As of Wednesday evening, more than 700,000 people in B.C. had accessed their vaccine card, which will have to be shown as proof at certain non-essential businesses and activities as of Sept. 13. Proof of full vaccination, including being two weeks past a second shot, will be required as of Oct. 24.
When the measure was first announced last month, provincial health officer Dr. Bonnie Henry said there would not be exemptions for people who are not able to get immunized for medical reasons.
“This is a temporary measure that’s getting us through a risky period where we know people who are unvaccinated are at a greater risk, both of contracting and spreading this virus,” she said at the time. “Those rare people who have a medical reason why they can’t be immunized...they will not be able to attend those events during this period.”

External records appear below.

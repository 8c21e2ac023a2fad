//! Accounts phase: one account per canonical customer id

use super::statistics::PhaseProgress;
use super::work::remaining_work;
use super::MigrationOrchestrator;
use crate::db::accounts::{find_account_id, insert_account_if_absent};
use crate::error::MigrationResult;
use crate::identity::CanonicalCustomerId;
use crate::mappers::{map_account, MapContext};
use crate::models::{Phase, PhaseCounters, SourceCaseRecord, TargetAccount};
use crate::utils::with_retry;
use std::sync::Arc;
use tracing::info;

impl MigrationOrchestrator {
    pub(super) async fn phase_accounts(&mut self) -> MigrationResult<(PhaseProgress, bool)> {
        let work = Arc::clone(&self.accounts);
        let remaining = remaining_work(
            work.as_slice(),
            self.checkpoint.last_processed(Phase::Accounts),
            |entry| entry.0.as_str(),
        );
        if remaining.restarted {
            self.checkpoint.reset_phase(Phase::Accounts);
        }

        info!(
            phase = "accounts",
            total = work.len(),
            resume_from = remaining.start_index,
            "Starting phase"
        );

        let mut progress = PhaseProgress::new(Phase::Accounts, work.len(), remaining.start_index);
        let batches: Vec<_> = remaining.items.chunks(self.options.batch_size.max(1)).collect();
        let batch_count = batches.len();

        for (index, batch) in batches.into_iter().enumerate() {
            let mut counters = PhaseCounters::default();
            for (canonical, record) in batch {
                self.migrate_account(canonical, record, &mut counters).await;
            }
            if let Some((last, _)) = batch.last() {
                self.finish_batch(
                    Phase::Accounts,
                    last.as_str(),
                    &counters,
                    &mut progress,
                    index + 1 < batch_count,
                )
                .await?;
            }
        }

        let complete = self.checkpoint.counters(Phase::Accounts).failed == 0;
        Ok((progress, complete))
    }

    async fn migrate_account(
        &mut self,
        canonical: &CanonicalCustomerId,
        record: &SourceCaseRecord,
        counters: &mut PhaseCounters,
    ) {
        counters.processed += 1;

        let owner = self.resolver.resolve(&record.actor).await;
        let ctx = MapContext::new(owner.user_id, self.migrated_at);
        let Some(account) = map_account(canonical, record, &ctx) else {
            self.record_skip(Phase::Accounts, canonical.as_str(), "no customer number", counters);
            return;
        };

        let outcome = if self.options.dry_run {
            self.plan_account(&account).await
        } else {
            with_retry(
                "insert_account",
                &self.options.retry,
                cmig_common::Error::is_transient,
                || insert_account_if_absent(&self.pool, &account),
            )
            .await
        };

        self.tally(Phase::Accounts, canonical.as_str(), outcome, counters);
    }

    /// Dry-run stand-in for the insert: would this account be created?
    async fn plan_account(&mut self, account: &TargetAccount) -> cmig_common::Result<bool> {
        if self.plan.accounts.contains_key(&account.customer_number) {
            return Ok(false);
        }

        let existing = with_retry(
            "find_account",
            &self.options.retry,
            cmig_common::Error::is_transient,
            || find_account_id(&self.pool, &account.customer_number),
        )
        .await?;

        self.plan
            .accounts
            .insert(account.customer_number.clone(), existing.unwrap_or(account.id));
        Ok(existing.is_none())
    }
}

The lack of medical exemptions raised concerns for Disability Alliance BC. Co-executive director Helaine Boyd told CTV Vancouver Wednesday they’ve seen social isolation become exacerbated for people with disabilities throughout the pandemic, and “this is just another example.”
“We fully believe that anyone who can get vaccinated should get vaccinated. However, we do think that there is blatant discrimination being made,” she said. “We have heard from some individuals who have tried to get vaccinated, but cannot, because they have not gotten approval from their doctor or their medical professional.”
Boyd said they’d like to see the province work with them and other groups serving marginalized populations to help develop an exemption policy.
“I think it’s completely possible to find a way to navigate between protecting the overall safety of the population while also upholding and protecting the human rights of those affected by this,” she said.
“It is a small amount of people with disabilities who are affected, which in our mind, means that it wouldn’t affect the whole B.C. population and the B.C. government’s goal of protecting the wider population against COVID-19.”
Boyd added her group’s message is distinct from those who have staged protests against the vaccine card.
“We don’t really want our statement to be perverted by the anti-vax movement,” Boyd said. “There are people who have tried to get vaccinated and they can’t because of medical reasons and they don’t have a choice in the matter...whereas those who have been protesting, they do have a choice. They’re just choosing not to be vaccinated.”
In an email to CTV, the Ministry of Health indicated the province now seems to be opening the door to some exceptions.
“There will be an exemption process in place for extremely rare circumstances, involving a person’s doctor and the Office of the Provincial Health Officer,” the ministry said. “However, these instances will be extremely rare.”
The ministry added Dr. Bonnie Henry has said those who are currently unvaccinated, for any reason, the kinds of indoor settings eligible for the vaccine card are “high risk” right now.
The vaccine card measure will mean people will be required to produce proof of vaccination for activities like dining out at restaurants, going to the movies, attending indoor ticketed concerts and sporting events, or working out at a fitness centre or gym. It will not apply to retail or essential services including groceries and health care. The order will be in place until the end of January, with the possibility for an extension.